I guess it's an interesting question how many 32-bit CPUs will be
running unix-like systems in 2038, using operating systems that haven't
changed time_t.  Even now the microcrontrollers I am using are 32-bit
now.  But 2038 is starting to seem not so far away; I remember people
talking about 2020 in 2000.

But, I still don't see how timeval vs timespec is different.  Both use
time_t, which either is or isn't big enough on any particular system.

>> Presumably you are including sys/time.h, per POSIX:
>> 
>>   https://pubs.opengroup.org/onlinepubs/9699919799/basedefs/time.h.html
>
> Yup.

Great

>> > timespec_t is easy to work with, as long as you use the macros in
>> > timespec.h.  A few more places in the code can be converted to use
>> > the macros.  
>> 
>> Can you point me to where POSIX defines timespec.h, and the macros?  I
>> was unable to find those.  I wonder if they are Linux only.
>
> timespec.h, and the macros, have been in gpsd for a a few revisions.  So
> little new there.  Well tested on many distros.

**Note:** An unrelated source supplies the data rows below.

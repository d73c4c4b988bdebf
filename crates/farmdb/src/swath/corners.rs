//! Convex-corner detection for inset rings.
//!
//! Corners are found on an aggressively simplified copy of the ring and then
//! mapped back to the nearest vertices of the original, so that short jitter
//! along an edge never reads as a corner while the reported indices stay
//! addressable in the full ring.

use anyhow::Result;
use geo::{Coord, LineString};

use crate::geom::Meters;
use crate::swath::simplify::simplify;
use crate::swath::validity::signed_area;

/// Douglas-Peucker tolerance used before corner detection.
pub const SIMPLIFY_FOR_CORNERS: Meters = Meters(10.0);

/// Minimum heading change that counts as a corner.
pub const CORNER_ANGLE_DEG: f64 = 45.0;

#[inline]
fn cross(a: Coord<f64>, b: Coord<f64>) -> f64 {
    a.x * b.y - a.y * b.x
}

#[inline]
fn dot(a: Coord<f64>, b: Coord<f64>) -> f64 {
    a.x * b.x + a.y * b.y
}

#[inline]
fn dist2(a: Coord<f64>, b: Coord<f64>) -> f64 {
    let d = b - a;
    d.x * d.x + d.y * d.y
}

/// Indices of the convex corners of a closed ring.
///
/// The turn at vertex `i` is the signed angle between the incoming and
/// outgoing edges; a corner turns by at least 45 degrees in the direction of
/// the ring's own winding (left on a CCW ring, right on a CW ring), i.e.
/// toward the convex side.
pub(crate) fn corners_of_simplified(ring: &LineString<f64>) -> Vec<usize> {
    debug_assert!(ring.0.len() >= 3);
    debug_assert_eq!(ring.0.first(), ring.0.last());

    let threshold = CORNER_ANGLE_DEG.to_radians();
    let winding = if signed_area(&ring.0) >= 0.0 { 1.0 } else { -1.0 };
    let n = ring.0.len() - 1;

    let mut corners = Vec::new();
    let mut curr = ring.0[0] - ring.0[n - 1]; // closing edge
    for i in 0..n {
        let prev = curr;
        curr = ring.0[i + 1] - ring.0[i];
        let turn = cross(prev, curr).atan2(dot(prev, curr));
        if winding * turn >= threshold {
            corners.push(i);
        }
    }
    corners
}

/// Map corner points of the simplified ring to vertex indices of the
/// original ring.
///
/// Scans forward from a moving cursor so that matches stay in ring order and
/// two simplified corners never claim the same original vertex; ties go to
/// the lowest index. The result is sorted and deduplicated.
pub(crate) fn map_corners_to_original(
    orig: &LineString<f64>,
    simp: &LineString<f64>,
    simp_corners: &[usize],
) -> Vec<usize> {
    let mut out = Vec::with_capacity(simp_corners.len());
    if orig.0.is_empty() || simp.0.is_empty() || simp_corners.is_empty() {
        return out;
    }

    let n = orig.0.len() - 1; // unique vertices
    let mut start = 0usize;
    for &si in simp_corners {
        if start >= n {
            break;
        }
        let corner = simp.0[si];
        let mut best_i = start;
        let mut best_d2 = dist2(orig.0[start], corner);
        for i in start + 1..n {
            let d2 = dist2(orig.0[i], corner);
            if d2 < best_d2 {
                best_d2 = d2;
                best_i = i;
            }
        }
        out.push(best_i);
        start = best_i + 1;
    }

    out.sort_unstable();
    out.dedup();
    out
}

/// Find the corners of `ring`: simplify at 10 m, detect, map back.
pub fn find_ring_corners(ring: &LineString<f64>) -> Result<Vec<usize>> {
    let simp = simplify(ring, SIMPLIFY_FOR_CORNERS)?;
    let simp_corners = corners_of_simplified(&simp);
    Ok(map_corners_to_original(ring, &simp, &simp_corners))
}

/// Normalize a ring and its corner list so the ring starts at a corner and
/// carries at least two corners.
///
/// The ring is rotated by the cheaper of two moves: forward so the first
/// corner lands on index 0, or backward so the last corner does (in which
/// case that corner becomes 0 and is dropped from the back). With fewer than
/// two corners, the vertex farthest from `ring[0]` is appended.
///
/// Postconditions (violations are bugs): `corners[0] == 0`, at least two
/// corners, strictly increasing, every index below `ring.len() - 1`.
pub fn adjust_corners(ring: &mut LineString<f64>, corners: &mut Vec<usize>) {
    ring.0.pop(); // drop the closing duplicate while rotating

    let len = ring.0.len();
    if corners.is_empty() {
        corners.push(0);
    }
    if corners[0] != 0 {
        let shift_fwd = corners[0] as isize;
        let shift_back = *corners.last().unwrap() as isize - len as isize;
        if shift_fwd < -shift_back {
            for c in corners.iter_mut() {
                *c -= shift_fwd as usize;
            }
            ring.0.rotate_left(shift_fwd as usize);
        } else {
            let shift = (-shift_back) as usize;
            corners.pop();
            for c in corners.iter_mut() {
                *c += shift;
            }
            corners.insert(0, 0);
            ring.0.rotate_left(len - shift);
        }
    }
    if corners.len() < 2 {
        let origin = ring.0[0];
        let mut far_i = 1;
        let mut far_d2 = dist2(ring.0[1], origin);
        for (i, &c) in ring.0.iter().enumerate().skip(2) {
            let d2 = dist2(c, origin);
            if d2 > far_d2 {
                far_i = i;
                far_d2 = d2;
            }
        }
        corners.push(far_i);
    }

    ring.0.push(ring.0[0]); // close again

    assert_eq!(corners[0], 0);
    assert!(corners.len() >= 2);
    assert!(corners.windows(2).all(|w| w[0] < w[1]));
    assert!(*corners.last().unwrap() < ring.0.len() - 1);
}

#[cfg(test)]
mod tests {
    use super::*;
    use geo::line_string;

    fn ccw_square() -> LineString<f64> {
        line_string![
            (x: 0.0, y: 0.0),
            (x: 100.0, y: 0.0),
            (x: 100.0, y: 100.0),
            (x: 0.0, y: 100.0),
            (x: 0.0, y: 0.0),
        ]
    }

    fn cw_square() -> LineString<f64> {
        line_string![
            (x: 0.0, y: 0.0),
            (x: 0.0, y: 100.0),
            (x: 100.0, y: 100.0),
            (x: 100.0, y: 0.0),
            (x: 0.0, y: 0.0),
        ]
    }

    #[test]
    fn square_corners_detected_both_windings() {
        assert_eq!(corners_of_simplified(&ccw_square()), vec![0, 1, 2, 3]);
        assert_eq!(corners_of_simplified(&cw_square()), vec![0, 1, 2, 3]);
    }

    #[test]
    fn shallow_bend_is_not_a_corner() {
        // 30 degree bend at index 1, right angles elsewhere.
        let ring = line_string![
            (x: 0.0, y: 0.0),
            (x: 50.0, y: 0.0),
            (x: 93.3, y: 25.0),
            (x: 0.0, y: 120.0),
            (x: 0.0, y: 0.0),
        ];
        let corners = corners_of_simplified(&ring);
        assert!(!corners.contains(&1));
        assert!(corners.contains(&0));
    }

    #[test]
    fn reflex_vertex_is_not_a_corner() {
        // An L-shape traversed CCW: the notch at index 3 turns away from the
        // winding direction.
        let ring = line_string![
            (x: 0.0, y: 0.0),
            (x: 100.0, y: 0.0),
            (x: 100.0, y: 50.0),
            (x: 50.0, y: 50.0),
            (x: 50.0, y: 100.0),
            (x: 0.0, y: 100.0),
            (x: 0.0, y: 0.0),
        ];
        let corners = corners_of_simplified(&ring);
        assert_eq!(corners, vec![0, 1, 2, 4, 5]);
    }

    #[test]
    fn mapping_finds_nearest_original_vertices() {
        // Original ring with mid-edge vertices; simplified is the plain square.
        let orig = line_string![
            (x: 0.0, y: 0.0),
            (x: 50.0, y: 0.2),
            (x: 100.0, y: 0.0),
            (x: 100.0, y: 50.0),
            (x: 100.0, y: 100.0),
            (x: 50.0, y: 100.0),
            (x: 0.0, y: 100.0),
            (x: 0.0, y: 0.0),
        ];
        let simp = ccw_square();
        let mapped = map_corners_to_original(&orig, &simp, &[0, 1, 2, 3]);
        assert_eq!(mapped, vec![0, 2, 4, 6]);
    }

    #[test]
    fn mapping_never_reuses_a_vertex() {
        // Both simplified corners are nearest to original vertex 1; the
        // cursor forces the second match onward.
        let orig = line_string![
            (x: 0.0, y: 0.0),
            (x: 10.0, y: 0.0),
            (x: 10.5, y: 0.1),
            (x: 10.0, y: 10.0),
            (x: 0.0, y: 10.0),
            (x: 0.0, y: 0.0),
        ];
        let simp = line_string![
            (x: 10.0, y: 0.0),
            (x: 10.1, y: 0.0),
            (x: 5.0, y: 12.0),
            (x: 10.0, y: 0.0),
        ];
        let mapped = map_corners_to_original(&orig, &simp, &[0, 1]);
        assert_eq!(mapped, vec![1, 2]);
    }

    #[test]
    fn adjust_rotates_forward_to_first_corner() {
        let mut ring = ccw_square();
        let mut corners = vec![1, 2];
        adjust_corners(&mut ring, &mut corners);
        assert_eq!(corners, vec![0, 1]);
        assert_eq!(ring.0[0], geo::Coord { x: 100.0, y: 0.0 });
        assert_eq!(ring.0.first(), ring.0.last());
        assert_eq!(ring.0.len(), 5);
    }

    #[test]
    fn adjust_prefers_the_shorter_backward_move_on_ties_going_back() {
        // Corners [1, 2, 3] on a square: forward and backward shifts are both
        // one vertex; the backward move wins ties, mapping corner 3 to 0.
        let mut ring = ccw_square();
        let mut corners = vec![1, 2, 3];
        adjust_corners(&mut ring, &mut corners);
        assert_eq!(corners, vec![0, 2, 3]);
        assert_eq!(ring.0[0], geo::Coord { x: 0.0, y: 100.0 });
    }

    #[test]
    fn adjust_rotates_backward_when_cheaper() {
        // Six unique vertices, corners [4, 5]: backward shift of 1 beats a
        // forward shift of 4; corner 5 becomes the new start.
        let mut ring = line_string![
            (x: 0.0, y: 0.0),
            (x: 50.0, y: 0.0),
            (x: 100.0, y: 0.0),
            (x: 100.0, y: 100.0),
            (x: 50.0, y: 100.0),
            (x: 0.0, y: 100.0),
            (x: 0.0, y: 0.0),
        ];
        let mut corners = vec![4, 5];
        adjust_corners(&mut ring, &mut corners);
        assert_eq!(corners, vec![0, 5]);
        assert_eq!(ring.0[0], geo::Coord { x: 0.0, y: 100.0 });
    }

    #[test]
    fn adjust_invents_corners_for_a_circle() {
        // 64-gon: no 45 degree turns anywhere.
        let mut coords: Vec<geo::Coord<f64>> = (0..64)
            .map(|i| {
                let a = 2.0 * std::f64::consts::PI * (i as f64) / 64.0;
                geo::Coord { x: 100.0 * a.cos(), y: 100.0 * a.sin() }
            })
            .collect();
        coords.push(coords[0]);
        let mut ring = LineString::new(coords);
        let mut corners = Vec::new();
        adjust_corners(&mut ring, &mut corners);
        assert_eq!(corners[0], 0);
        assert_eq!(corners.len(), 2);
        // Second corner is the antipode.
        assert_eq!(corners[1], 32);
    }

    #[test]
    fn find_corners_sees_through_jitter() {
        // A 100 m square whose edges carry 1 m jitter vertices: the 10 m
        // pre-simplification must hide them.
        let mut coords = Vec::new();
        for (a, b) in [
            ((0.0, 0.0), (100.0, 0.0)),
            ((100.0, 0.0), (100.0, 100.0)),
            ((100.0, 100.0), (0.0, 100.0)),
            ((0.0, 100.0), (0.0, 0.0)),
        ] {
            for k in 0..10 {
                let t = k as f64 / 10.0;
                let x = a.0 + (b.0 - a.0) * t;
                let y = a.1 + (b.1 - a.1) * t;
                let off = if k % 2 == 0 { 0.0 } else { 1.0 };
                let (nx, ny) = ((b.1 - a.1) / 100.0, (a.0 - b.0) / 100.0);
                coords.push(geo::Coord { x: x + nx * off, y: y + ny * off });
            }
        }
        coords.push(coords[0]);
        let ring = LineString::new(coords);

        let corners = find_ring_corners(&ring).unwrap();
        assert_eq!(corners.len(), 4);
        // Each detected corner sits within 2 m of a true square corner.
        for &c in &corners {
            let p = ring.0[c];
            let near = [(0.0, 0.0), (100.0, 0.0), (100.0, 100.0), (0.0, 100.0)]
                .iter()
                .any(|&(x, y)| dist2(p, geo::Coord { x, y }) < 4.0);
            assert!(near, "corner {c} at {p:?} is far from every square corner");
        }
    }
}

Sorry, I assumed you meant sys/timespec.h, rather than a timespec.h in
gpsd, and macros defined by gpsd source code.  I see gpsd/timespec.h
now.  (NetBSD has a tiny sys/timespec.h, and I assumed that this was an
accommodation for programs that used nonstandard headers on other
systems.  Now I have no idea why -- it may be to let timespec be defined
without dragging in all of sys/time.h.  But a red herring in any case.)

> The change was finally using timespec exclusively.  Flushing the
> timestamp_t from the corners.  The code changes from timestamp_t to
> timespec_t are pretty simple and obvious.

Great - that makes sense.

I ran a build on netbsd-8/amd64 and after dealing with some scons
lossage (bad cache files), got it to build ok and livetest with a ublox
8.

There seems to be some significant trouble with scons claiming the C
compiler doesn't work and writing this in the cache and then believing
that after a clean.  I haven't figured that out yet.

I am pretty sure I saw that there were no warnings from building, when I
managed to get scons to build normally.


A few nits:

I think we've talked about this, but xgps and cgpsd from 3.19 fail to
interoperate with the new gpsd, complaining about version mismatch.
Given that they could be on separate machines, and use the client
protocol, this seems wrong but I'm guessing it's a feature.

The docs are .adoc (peachy) but they refer to other docs as foo.txt.
Thanks to completion I merely noticed this.

The other thing I'm unclear on is python 2.7 vs 3.7 (or 3.x, for some x
at least 6, these days).  I have been having more and more scons issues
globally because pkgsrc can build either 2.7 or 3.7 scons, but they both
install "scons" so they conflict, and there's still a lot of stuff that
doesn't work with 3.7 (we just flipped the default to 3.7 in the
spring).  build.adoc says 2.7 or 3.7 should be fine.  These days, I want
to use 3.7 for anything where that works.  Is gpsd truly agnostic, and
is it believed that using 3.7 is 100% ok?

I don't have a binary "python" and set PYTHON=python2.7 in the
environment before calling scons.  This used to work fine, and now it
doesn't seem to (python not found) -- but lots of things seem odd which
is probably just one other issue causing multiple oddnesses.  Has
anything changed about this?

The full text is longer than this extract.